> [TASK]
Copy out the lines of the material that include the string "prelude".

● ● ● ●

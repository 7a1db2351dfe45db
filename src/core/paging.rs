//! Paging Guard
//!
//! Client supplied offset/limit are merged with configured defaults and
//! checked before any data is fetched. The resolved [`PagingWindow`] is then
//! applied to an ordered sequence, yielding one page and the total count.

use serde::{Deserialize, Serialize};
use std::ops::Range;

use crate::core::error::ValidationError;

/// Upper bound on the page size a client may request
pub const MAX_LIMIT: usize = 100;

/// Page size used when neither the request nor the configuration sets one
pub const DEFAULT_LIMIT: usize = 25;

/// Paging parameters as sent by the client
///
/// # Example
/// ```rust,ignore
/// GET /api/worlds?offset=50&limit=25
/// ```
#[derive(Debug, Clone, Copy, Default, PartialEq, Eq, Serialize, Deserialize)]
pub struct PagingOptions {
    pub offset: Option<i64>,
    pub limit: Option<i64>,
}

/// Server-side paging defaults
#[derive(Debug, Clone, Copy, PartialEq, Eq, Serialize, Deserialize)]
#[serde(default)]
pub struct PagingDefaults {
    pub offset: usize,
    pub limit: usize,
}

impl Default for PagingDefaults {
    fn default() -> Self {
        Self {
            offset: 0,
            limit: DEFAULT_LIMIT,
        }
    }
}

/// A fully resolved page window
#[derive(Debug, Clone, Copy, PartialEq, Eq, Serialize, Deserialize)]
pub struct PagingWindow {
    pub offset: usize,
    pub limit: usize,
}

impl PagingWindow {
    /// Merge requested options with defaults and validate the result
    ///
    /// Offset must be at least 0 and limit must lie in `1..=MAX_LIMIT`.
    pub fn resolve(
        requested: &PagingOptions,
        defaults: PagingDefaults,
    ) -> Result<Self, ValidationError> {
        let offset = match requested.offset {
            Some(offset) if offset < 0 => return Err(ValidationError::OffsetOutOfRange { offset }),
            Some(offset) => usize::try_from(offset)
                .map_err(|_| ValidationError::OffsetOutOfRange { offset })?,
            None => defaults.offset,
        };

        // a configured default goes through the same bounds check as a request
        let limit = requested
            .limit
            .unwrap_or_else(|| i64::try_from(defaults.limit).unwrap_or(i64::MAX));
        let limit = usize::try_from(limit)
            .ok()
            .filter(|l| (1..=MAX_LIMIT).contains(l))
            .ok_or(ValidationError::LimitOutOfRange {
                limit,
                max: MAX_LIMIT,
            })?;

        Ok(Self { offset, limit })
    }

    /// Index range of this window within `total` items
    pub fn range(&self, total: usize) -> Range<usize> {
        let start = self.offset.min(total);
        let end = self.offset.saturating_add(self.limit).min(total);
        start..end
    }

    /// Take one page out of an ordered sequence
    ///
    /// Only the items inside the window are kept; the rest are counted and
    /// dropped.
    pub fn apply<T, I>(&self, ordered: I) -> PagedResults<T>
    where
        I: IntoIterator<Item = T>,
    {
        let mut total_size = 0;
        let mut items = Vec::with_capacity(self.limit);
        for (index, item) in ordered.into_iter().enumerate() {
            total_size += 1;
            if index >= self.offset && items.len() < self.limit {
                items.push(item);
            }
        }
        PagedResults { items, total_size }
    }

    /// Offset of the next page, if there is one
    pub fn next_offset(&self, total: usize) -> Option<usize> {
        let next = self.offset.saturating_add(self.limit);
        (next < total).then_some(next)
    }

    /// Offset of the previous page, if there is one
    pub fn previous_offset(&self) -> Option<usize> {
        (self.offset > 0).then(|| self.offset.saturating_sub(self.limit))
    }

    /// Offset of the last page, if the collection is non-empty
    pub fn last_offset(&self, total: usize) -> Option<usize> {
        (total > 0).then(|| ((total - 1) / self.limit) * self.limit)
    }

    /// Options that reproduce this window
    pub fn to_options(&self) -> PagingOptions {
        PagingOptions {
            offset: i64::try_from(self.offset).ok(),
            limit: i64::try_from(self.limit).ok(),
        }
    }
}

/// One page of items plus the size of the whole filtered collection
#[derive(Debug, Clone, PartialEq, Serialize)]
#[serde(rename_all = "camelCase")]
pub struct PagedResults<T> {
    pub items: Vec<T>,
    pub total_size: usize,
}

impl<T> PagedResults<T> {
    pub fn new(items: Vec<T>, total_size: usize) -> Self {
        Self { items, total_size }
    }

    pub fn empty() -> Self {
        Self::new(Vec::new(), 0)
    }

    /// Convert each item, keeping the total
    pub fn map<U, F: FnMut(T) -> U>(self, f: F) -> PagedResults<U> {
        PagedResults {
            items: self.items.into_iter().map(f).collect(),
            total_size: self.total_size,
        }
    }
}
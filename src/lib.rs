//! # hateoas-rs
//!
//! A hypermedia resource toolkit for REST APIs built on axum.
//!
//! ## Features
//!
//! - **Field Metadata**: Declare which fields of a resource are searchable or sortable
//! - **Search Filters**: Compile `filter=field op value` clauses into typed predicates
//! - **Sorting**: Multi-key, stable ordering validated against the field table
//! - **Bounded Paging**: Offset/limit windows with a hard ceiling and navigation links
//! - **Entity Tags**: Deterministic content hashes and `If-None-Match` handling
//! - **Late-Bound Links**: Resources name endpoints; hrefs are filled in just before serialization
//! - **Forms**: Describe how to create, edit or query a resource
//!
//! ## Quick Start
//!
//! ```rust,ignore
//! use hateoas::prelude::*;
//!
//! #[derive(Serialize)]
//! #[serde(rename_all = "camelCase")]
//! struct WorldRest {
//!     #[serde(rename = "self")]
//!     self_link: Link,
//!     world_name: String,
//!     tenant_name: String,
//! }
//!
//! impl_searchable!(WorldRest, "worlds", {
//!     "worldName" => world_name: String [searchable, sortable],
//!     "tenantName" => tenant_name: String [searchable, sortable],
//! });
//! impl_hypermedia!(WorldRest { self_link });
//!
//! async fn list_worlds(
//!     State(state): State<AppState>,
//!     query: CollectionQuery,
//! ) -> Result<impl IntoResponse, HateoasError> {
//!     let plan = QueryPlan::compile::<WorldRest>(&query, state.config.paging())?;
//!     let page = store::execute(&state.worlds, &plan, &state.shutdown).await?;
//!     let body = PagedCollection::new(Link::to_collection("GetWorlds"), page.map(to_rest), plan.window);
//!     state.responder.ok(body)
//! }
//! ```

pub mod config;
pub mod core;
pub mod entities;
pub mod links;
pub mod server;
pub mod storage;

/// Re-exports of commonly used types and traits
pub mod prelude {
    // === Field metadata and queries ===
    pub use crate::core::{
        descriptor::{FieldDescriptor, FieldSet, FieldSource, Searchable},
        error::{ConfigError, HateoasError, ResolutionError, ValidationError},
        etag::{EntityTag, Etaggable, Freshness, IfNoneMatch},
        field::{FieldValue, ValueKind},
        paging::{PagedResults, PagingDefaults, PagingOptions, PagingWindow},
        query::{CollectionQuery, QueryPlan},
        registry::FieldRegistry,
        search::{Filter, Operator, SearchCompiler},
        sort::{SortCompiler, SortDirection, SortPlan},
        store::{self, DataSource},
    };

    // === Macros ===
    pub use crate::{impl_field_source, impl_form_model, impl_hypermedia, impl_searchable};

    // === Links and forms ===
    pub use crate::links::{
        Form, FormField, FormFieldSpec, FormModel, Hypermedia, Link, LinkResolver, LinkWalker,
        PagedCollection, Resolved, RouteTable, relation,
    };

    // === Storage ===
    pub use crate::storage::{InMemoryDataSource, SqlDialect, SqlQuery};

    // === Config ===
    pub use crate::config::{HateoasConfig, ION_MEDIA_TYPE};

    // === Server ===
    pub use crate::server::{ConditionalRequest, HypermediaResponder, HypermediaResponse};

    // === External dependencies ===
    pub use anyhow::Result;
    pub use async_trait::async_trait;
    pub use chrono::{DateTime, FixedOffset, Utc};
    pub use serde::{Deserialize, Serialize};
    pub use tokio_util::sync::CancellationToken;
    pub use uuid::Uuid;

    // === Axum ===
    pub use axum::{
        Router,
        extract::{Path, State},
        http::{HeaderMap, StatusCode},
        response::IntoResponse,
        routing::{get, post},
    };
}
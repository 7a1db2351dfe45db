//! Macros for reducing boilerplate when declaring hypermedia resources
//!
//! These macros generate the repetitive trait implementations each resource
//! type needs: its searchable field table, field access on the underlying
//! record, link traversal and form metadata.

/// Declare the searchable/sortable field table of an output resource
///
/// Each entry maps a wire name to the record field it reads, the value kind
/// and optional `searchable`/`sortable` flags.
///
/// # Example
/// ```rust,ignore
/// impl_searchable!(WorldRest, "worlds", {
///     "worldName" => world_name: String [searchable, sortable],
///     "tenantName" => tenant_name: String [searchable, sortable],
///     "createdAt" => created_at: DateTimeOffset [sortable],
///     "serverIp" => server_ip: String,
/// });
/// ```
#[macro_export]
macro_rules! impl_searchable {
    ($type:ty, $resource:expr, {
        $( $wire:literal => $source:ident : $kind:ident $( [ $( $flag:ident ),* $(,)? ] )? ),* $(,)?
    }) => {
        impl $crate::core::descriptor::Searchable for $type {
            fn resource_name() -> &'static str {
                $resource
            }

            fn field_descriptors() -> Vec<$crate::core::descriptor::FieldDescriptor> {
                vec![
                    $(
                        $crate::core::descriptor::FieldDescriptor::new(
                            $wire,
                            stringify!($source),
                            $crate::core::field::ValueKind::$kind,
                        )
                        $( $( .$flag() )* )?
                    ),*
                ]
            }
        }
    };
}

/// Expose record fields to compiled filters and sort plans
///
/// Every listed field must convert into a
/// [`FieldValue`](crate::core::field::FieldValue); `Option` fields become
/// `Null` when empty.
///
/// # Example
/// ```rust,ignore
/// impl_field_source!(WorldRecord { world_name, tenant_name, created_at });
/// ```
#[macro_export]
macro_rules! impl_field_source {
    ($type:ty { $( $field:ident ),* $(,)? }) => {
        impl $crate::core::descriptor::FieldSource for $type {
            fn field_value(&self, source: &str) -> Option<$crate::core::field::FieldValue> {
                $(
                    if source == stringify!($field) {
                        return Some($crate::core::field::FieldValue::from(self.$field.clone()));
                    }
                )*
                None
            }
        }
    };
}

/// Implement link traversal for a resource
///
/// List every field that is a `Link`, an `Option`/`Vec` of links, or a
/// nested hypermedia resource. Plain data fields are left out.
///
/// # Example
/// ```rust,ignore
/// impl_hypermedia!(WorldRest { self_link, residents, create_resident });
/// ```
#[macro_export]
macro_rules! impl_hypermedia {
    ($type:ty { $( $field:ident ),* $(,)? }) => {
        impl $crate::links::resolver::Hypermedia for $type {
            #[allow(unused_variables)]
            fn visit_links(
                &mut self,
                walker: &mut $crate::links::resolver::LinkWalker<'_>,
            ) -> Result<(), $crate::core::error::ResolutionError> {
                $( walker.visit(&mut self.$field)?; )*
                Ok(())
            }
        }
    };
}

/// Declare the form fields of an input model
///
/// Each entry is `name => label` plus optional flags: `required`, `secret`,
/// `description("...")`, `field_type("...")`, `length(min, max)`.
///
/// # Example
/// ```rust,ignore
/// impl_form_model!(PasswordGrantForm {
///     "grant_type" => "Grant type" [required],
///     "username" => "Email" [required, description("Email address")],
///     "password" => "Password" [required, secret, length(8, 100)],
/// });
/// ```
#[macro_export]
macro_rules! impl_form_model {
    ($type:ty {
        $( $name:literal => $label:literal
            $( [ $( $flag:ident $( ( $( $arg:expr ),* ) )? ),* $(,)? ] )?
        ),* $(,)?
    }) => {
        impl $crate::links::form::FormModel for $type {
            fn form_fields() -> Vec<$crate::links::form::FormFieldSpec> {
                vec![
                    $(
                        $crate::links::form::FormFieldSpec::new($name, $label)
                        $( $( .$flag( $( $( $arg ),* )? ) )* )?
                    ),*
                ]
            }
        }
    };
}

● ● ● ●

> [RESULT FOR THIS TASK]
//! use hateoas::prelude::*;
pub mod prelude {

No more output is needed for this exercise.